I'm going to chat with our compiler guys to see if there's any room for
improving the flexibility in the critical section, since having a temporary
in the clobber list is pretty grotty.

> I notice you are using the instructions
>
> adrp
> add
> str
>
> to implement RSEQ_ASM_STORE_RSEQ_CS(). Did you compare
> performance-wise with an approach using a literal pool
> near the instruction pointer like I did on arm32 ?

I didn't, no. Do you have a benchmark to hand so I can give this a go?
The two reasons I didn't go down this route are:

1. It introduces data which is mapped as executable.

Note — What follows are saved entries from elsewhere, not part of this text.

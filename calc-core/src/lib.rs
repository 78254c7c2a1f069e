//! # Calc Core
//!
//! Arithmetic expression evaluator: a tokenizer, a structural validator and
//! a recursive-descent evaluator that computes the value in a single pass.
//!
//! ## Features
//!
//! - **Operators**: `+ - * / // % **`, unary `+`/`-`, parentheses
//! - **Numeric tower**: `i64` integers, `f64` floats, and `Complex64` when a
//!   real operation has no real result (`(-1)**0.5`)
//! - **Advisories**: tolerated sign chains such as `3--4` evaluate normally
//!   and are reported next to the result
//! - **no_std**: builds against `alloc` on `target_os = "none"`
//!
//! ## Example
//!
//! ```
//! use calc_core::{evaluate, Calculator, Number};
//!
//! assert_eq!(evaluate("2**3**2").unwrap(), Number::Integer(512));
//!
//! let calc = Calculator::new();
//! let evaluation = calc.evaluate_with_advisories("2*-+-(3--4)").unwrap();
//! assert_eq!(evaluation.value, 14);
//! assert_eq!(evaluation.advisories.len(), 1);
//! ```

#![cfg_attr(target_os = "none", no_std)]

#[cfg(target_os = "none")]
extern crate alloc;

// Public modules
pub mod calculator;
pub mod error;
pub mod evaluator;
pub mod number;
pub mod ops;
pub mod settings;
pub mod tokenizer;
pub mod validator;

// Internal module
mod compat;

// Re-exports for convenience
pub use calculator::{evaluate, Calculator, Evaluation};
pub use error::{ArithmeticError, EvalError, IntegerOp, SyntaxError};
pub use number::Number;
pub use settings::Settings;
pub use validator::Advisory;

I don't have a
specific security concern here, but the way things have gone so far
this year, I've realised that I'm not bright enough to anticipate
these things.

2. It introduces a branch over the table on the fast path, which is likely
to have a relatively higher branch misprediction cost on more advanced
CPUs.

I also find it grotty that we emit two tables so that debuggers can cope,
but that's just a cosmetic nit.

> With that approach, this ends up being simply
>
> adr
> str
>
> which provides significantly better performance on my test
> platform over loading a pointer targeting a separate data
> section.

My understanding is that your test platform is based on Cortex-A7, so I'd
be wary about concluding too much about general performance from that CPU
since its a pretty straightforward in-order design.

Will